• PROVIDED MATERIAL:
------------------------
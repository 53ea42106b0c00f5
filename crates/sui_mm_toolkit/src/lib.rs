pub mod cetus;
pub mod chain;
pub mod coin;
pub mod common;
pub mod contract_builder;
pub mod errors;
pub mod retry;
pub mod tx;
pub mod wallet;

#[cfg(any(test, feature = "testing"))]
pub mod testing;
use std::sync::Arc;

use anyhow::anyhow;
use provider_utils::http_providers::HttpProviders;
use rand::Rng;
use sui_mm_toolkit::{
    chain::{ChainClient, SuiChainClient},
    errors::MmError,
    wallet::{load_wallets, Wallet},
};
use sui_mm_utils::{constants::DEFAULT_COIN_DECIMALS, env::get_env};
use sui_sdk::types::base_types::SuiAddress;

use crate::{constants::Env, types::TransferPlan};

pub async fn connect_chain(env: &Env) -> anyhow::Result<Arc<SuiChainClient>> {
    let client =
        HttpProviders::get_healthy_provider(&env.listen_network, env.rpc_url.as_deref()).await?;
    Ok(Arc::new(SuiChainClient::new(client)))
}

/// Wallet from the secret stored in env var `key`.
pub fn wallet_from_env(key: &str) -> anyhow::Result<Wallet> {
    Ok(Wallet::from_secret(&get_env(key, None))?)
}

/// Decimals from the coin metadata, `DEFAULT_COIN_DECIMALS` when unknown.
pub async fn coin_decimals(chain: &dyn ChainClient, coin_type: &str) -> u8 {
    match chain.get_coin_metadata(coin_type).await {
        Ok(Some(metadata)) => metadata.decimals,
        _ => {
            log::warn!(
                "no metadata for {:?}, assume {} decimals",
                coin_type,
                DEFAULT_COIN_DECIMALS
            );
            DEFAULT_COIN_DECIMALS
        }
    }
}

/// Wallets `index_from..=index_to` of the wallets file.
pub fn load_wallet_range(path: &str, index_from: usize, index_to: usize) -> anyhow::Result<Vec<Wallet>> {
    if index_from > index_to {
        return Err(anyhow!(
            "wallet index from {} is greater than index to {}",
            index_from,
            index_to
        ));
    }
    let wallets = load_wallets(path)?;
    if index_to >= wallets.len() {
        return Err(anyhow!(
            "wallet index {} out of range, {} has {} wallets",
            index_to,
            path,
            wallets.len()
        ));
    }
    Ok(wallets[index_from..=index_to].to_vec())
}

/// One amount for every recipient, or exactly one amount per recipient.
pub fn build_plan(recipients: &[SuiAddress], amounts: &[u64]) -> Result<TransferPlan, MmError> {
    let transfers = match amounts {
        [] => return Err(MmError::InvalidInput("no amount given".to_string())),
        [amount] => recipients.iter().map(|address| (*address, *amount)).collect(),
        _ if amounts.len() == recipients.len() => recipients
            .iter()
            .copied()
            .zip(amounts.iter().copied())
            .collect(),
        _ => {
            return Err(MmError::InvalidInput(format!(
                "{} amounts for {} recipients",
                amounts.len(),
                recipients.len()
            )))
        }
    };
    Ok(TransferPlan::new(transfers))
}

/// `count` uniform amounts in `[min, max]`.
pub fn random_amounts(min: u64, max: u64, count: usize) -> Result<Vec<u64>, MmError> {
    if min > max {
        return Err(MmError::InvalidInput(format!(
            "amount min {} is greater than max {}",
            min, max
        )));
    }
    let mut rng = rand::thread_rng();
    Ok((0..count).map(|_| rng.gen_range(min..=max)).collect())
}

#[cfg(test)]
mod tests {
    use super::*;

    fn addresses(count: usize) -> Vec<SuiAddress> {
        (0..count)
            .map(|_| SuiAddress::random_for_testing_only())
            .collect()
    }

    #[test]
    fn single_amount_applies_to_every_recipient() {
        let recipients = addresses(3);
        let plan = build_plan(&recipients, &[5]).unwrap();
        assert_eq!(plan.amounts(), vec![5, 5, 5]);
        assert_eq!(plan.total(), 15);
        assert_eq!(plan.transfers[2].0, recipients[2]);
    }

    #[test]
    fn amount_list_must_match_recipients() {
        let recipients = addresses(2);
        assert_eq!(build_plan(&recipients, &[1, 2]).unwrap().amounts(), vec![1, 2]);
        assert!(matches!(
            build_plan(&recipients, &[1, 2, 3]),
            Err(MmError::InvalidInput(_))
        ));
        assert!(matches!(
            build_plan(&recipients, &[]),
            Err(MmError::InvalidInput(_))
        ));
    }

    #[test]
    fn random_amounts_stay_in_range() {
        let amounts = random_amounts(10, 20, 50).unwrap();
        assert_eq!(amounts.len(), 50);
        assert!(amounts.iter().all(|amount| (10..=20).contains(amount)));
        assert_eq!(random_amounts(7, 7, 2).unwrap(), vec![7, 7]);
        assert!(random_amounts(2, 1, 1).is_err());
    }

    #[test]
    fn rejects_bad_wallet_ranges() {
        assert!(load_wallet_range("does-not-matter.txt", 3, 1).is_err());
        assert!(load_wallet_range("/nonexistent/wallets.txt", 0, 1).is_err());
    }
}
mod common_types;
mod token_types;

pub use common_types::*;
pub use token_types::*;
use std::str::FromStr;

use provider_utils::enums::ENetwork;
use sui_mm_utils::{constants::CETUS_IDS, env::get_env_opt};
use sui_sdk::types::base_types::ObjectID;

use crate::errors::MmError;

#[derive(Debug, Clone, Copy, PartialEq, Eq)]
pub struct CetusConfig {
    pub clmm_package_id: ObjectID,
    pub integrate_published_at: ObjectID,
    pub global_config_id: ObjectID,
    pub pools_id: ObjectID,
}

fn parse_id(name: &str, value: &str) -> Result<ObjectID, MmError> {
    ObjectID::from_str(value)
        .map_err(|err| MmError::InvalidInput(format!("{} {:?}: {}", name, value, err)))
}

impl CetusConfig {
    /// Deployment ids of `network`. Each id can be overridden with its
    /// `CETUS_*` env var, e.g. `CETUS_INTEGRATE_PUBLISHED_AT`.
    pub fn for_network(network: &ENetwork) -> Result<Self, MmError> {
        let Some(ids) = CETUS_IDS.get(network) else {
            return Err(MmError::NotFound(format!(
                "Cetus deployment for {:?}",
                network
            )));
        };
        let pick = |name: &str, default: &str| {
            let value = get_env_opt(name).unwrap_or_else(|| default.to_string());
            parse_id(name, &value)
        };

        Ok(Self {
            clmm_package_id: pick("CETUS_CLMM_PACKAGE_ID", ids.clmm_package_id)?,
            integrate_published_at: pick(
                "CETUS_INTEGRATE_PUBLISHED_AT",
                ids.integrate_published_at,
            )?,
            global_config_id: pick("CETUS_GLOBAL_CONFIG_ID", ids.global_config_id)?,
            pools_id: pick("CETUS_POOLS_ID", ids.pools_id)?,
        })
    }

    pub fn create_pool_event_type(&self) -> String {
        format!("{}::factory::CreatePoolEvent", self.clmm_package_id)
    }
}

#[cfg(test)]
mod tests {
    use super::*;

    #[test]
    fn parses_every_known_deployment() {
        for network in [ENetwork::SuiMainnet, ENetwork::SuiTestnet] {
            let config = CetusConfig::for_network(&network).unwrap();
            assert_ne!(config.global_config_id, config.pools_id);
            assert!(config
                .create_pool_event_type()
                .ends_with("::factory::CreatePoolEvent"));
        }
    }
}
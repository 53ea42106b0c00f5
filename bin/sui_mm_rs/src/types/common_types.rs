use serde::Serialize;
use sui_sdk::types::base_types::SuiAddress;

/// Ordered (recipient, amount) pairs paid from one funding wallet.
#[derive(Debug, Clone, Default, PartialEq, Eq)]
pub struct TransferPlan {
    pub transfers: Vec<(SuiAddress, u64)>,
}

impl TransferPlan {
    pub fn new(transfers: Vec<(SuiAddress, u64)>) -> Self {
        Self { transfers }
    }

    pub fn is_empty(&self) -> bool {
        self.transfers.is_empty()
    }

    pub fn len(&self) -> usize {
        self.transfers.len()
    }

    pub fn total(&self) -> u128 {
        self.transfers.iter().map(|(_, amount)| *amount as u128).sum()
    }

    pub fn amounts(&self) -> Vec<u64> {
        self.transfers.iter().map(|(_, amount)| *amount).collect()
    }
}

#[derive(Debug, Clone, Default, PartialEq, Eq, Serialize)]
pub struct RefundReport {
    pub refunded: Vec<SuiAddress>,
    pub skipped: Vec<SuiAddress>,
    pub failed: Vec<SuiAddress>,
}

#[derive(Debug, Clone, PartialEq, Eq, Serialize)]
#[serde(rename_all = "camelCase")]
pub struct WalletReport {
    pub index: usize,
    pub address: SuiAddress,
    pub sui_balance: Option<u128>,
    pub token_balance: Option<u128>,
}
------------------------
Show all lines in the entries above where the word "Debug" appears.

#[derive(Debug, Clone, Copy, PartialEq, Eq)]
#[derive(Debug, Clone, Default, PartialEq, Eq)]
#[derive(Debug, Clone, Default, PartialEq, Eq, Serialize)]
#[derive(Debug, Clone, PartialEq, Eq, Serialize)]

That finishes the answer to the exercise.